1. Repression of the people of Iraq and human rights abuses.
2. Failure of Iraq to release and return over 600 foreign prisoners.
3. The Iraqi regime's failure to renounce all involvement with terrorism, and permit no terrorist organizations to operate in Iraq.
4. Finally, weapons programs and weapons of mass destruction

WMDs were only one of the arguments against Saddam. The repressive Iraqi regime, human rights, prisoners from past conflicts who were unaccounted for, and harboring terrorists (i.e. Abu Nidal) were other strong arguments. WMDs received heavy coverage because it was one of the only reasons that was politically safe for detractors of the conflict to argue over.

Also, it is important to note that suspicion of Iraqi WMDs was used as a justification against Saddam’s regime prior to the Bush administration. When regime change in Iraq became the official policy of the U.S. in 1998 (Public Law 105–338), two of the primary reasons were WMD intel reports and the fact that U.N. inspectors, who were kicked out by Saddam in 1998, were pushing for greater access of Iraqi facilities on suspicion that the Iraqis had weaponized VX gas.

Third, since we're on the WMD subject, everyone needs to read the Duelfer report (http://www.cia.gov/cia/reports/iraq_wmd_2004/). While the report notes that no weapons of mass destruction were found, it also states that, "The events surrounding Iraqi WMD have caused too much turmoil to be reduced to simple binary discussions of whether weapons existed at one moment in time versus another. They deserve at least an attempt to look at the dynamics rather than a description of a single frame of a movie. It deserves calculus not algebra. This report will deny the reader any simple answers. It will seek to force broader and deeper understanding from multiple perspectives over time."

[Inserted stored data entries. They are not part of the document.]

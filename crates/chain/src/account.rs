use crate::error::{ChainError, Result};
use alloy::network::EthereumWallet;
use alloy::primitives::Address;
use alloy::signers::local::PrivateKeySigner;

/// A funded EVM account derived from a secp256k1 private key.
///
/// Holds the live signer so the same account can both answer balance
/// queries and sign deposit transactions.
#[derive(Debug, Clone)]
pub struct Account {
    signer: PrivateKeySigner,
    address: Address,
}

impl Account {
    /// Create an account from a hex private key, with or without 0x prefix
    pub fn from_private_key(private_key: &str) -> Result<Account> {
        let key_hex = if private_key.starts_with("0x") || private_key.starts_with("0X") {
            &private_key[2..]
        } else {
            private_key
        };

        let key_bytes = hex::decode(key_hex)
            .map_err(|e| ChainError::InvalidPrivateKey(format!("invalid hex: {}", e)))?;

        if key_bytes.len() != 32 {
            return Err(ChainError::InvalidPrivateKey(format!(
                "must be 32 bytes, got {}",
                key_bytes.len()
            )));
        }

        let key_array: [u8; 32] = key_bytes
            .try_into()
            .map_err(|_| ChainError::InvalidPrivateKey("must be exactly 32 bytes".to_string()))?;
        let signer = PrivateKeySigner::from_bytes(&key_array.into())
            .map_err(|e| ChainError::InvalidPrivateKey(e.to_string()))?;

        let address = signer.address();

        Ok(Account { signer, address })
    }

    /// Generate a fresh random account
    pub fn generate() -> Account {
        let signer = PrivateKeySigner::random();
        let address = signer.address();
        Account { signer, address }
    }

    pub fn address(&self) -> Address {
        self.address
    }

    /// Address as 0x-prefixed checksummed string
    pub fn address_string(&self) -> String {
        format!("{:?}", self.address)
    }

    /// Wallet for provider builders that sign transactions
    pub fn wallet(&self) -> EthereumWallet {
        EthereumWallet::from(self.signer.clone())
    }
}

/// Parse an EVM address from a string
pub fn parse_address(address: &str) -> Result<Address> {
    address
        .parse::<Address>()
        .map_err(|e| ChainError::InvalidAddress(format!("{}: {}", address, e)))
}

It also points out that Saddam used WMDs, or at least the world's perception that he had them, as a means to advance his goals. This was a leader who used over 100,000 chemical munitions against the Iranians and who used chemical weapons to smash internal resistance, not only in the 80s, but also shortly after the first gulf war. There was dual use technology in the regime that could be used to begin a WMD program. All-in-all, there were plenty of good reasons to believe that he had or good quickly make chemical or biological weapons.

Finally, regarding other hot-spots, we need the rest of the world to step up. Where is the U.N. on all of this? France has troops in the Ivory Coast that they have used against rebels in the past twelve to eighteen months. Why can’t those troops, or other French troops, be deployed to Sudan or other problem spots? We have militarily committed ourselves elsewhere. If the world community doesn’t want to wait for us to free up our resources before stopping these other injustices, then they will need to pool their own resources to do it themselves.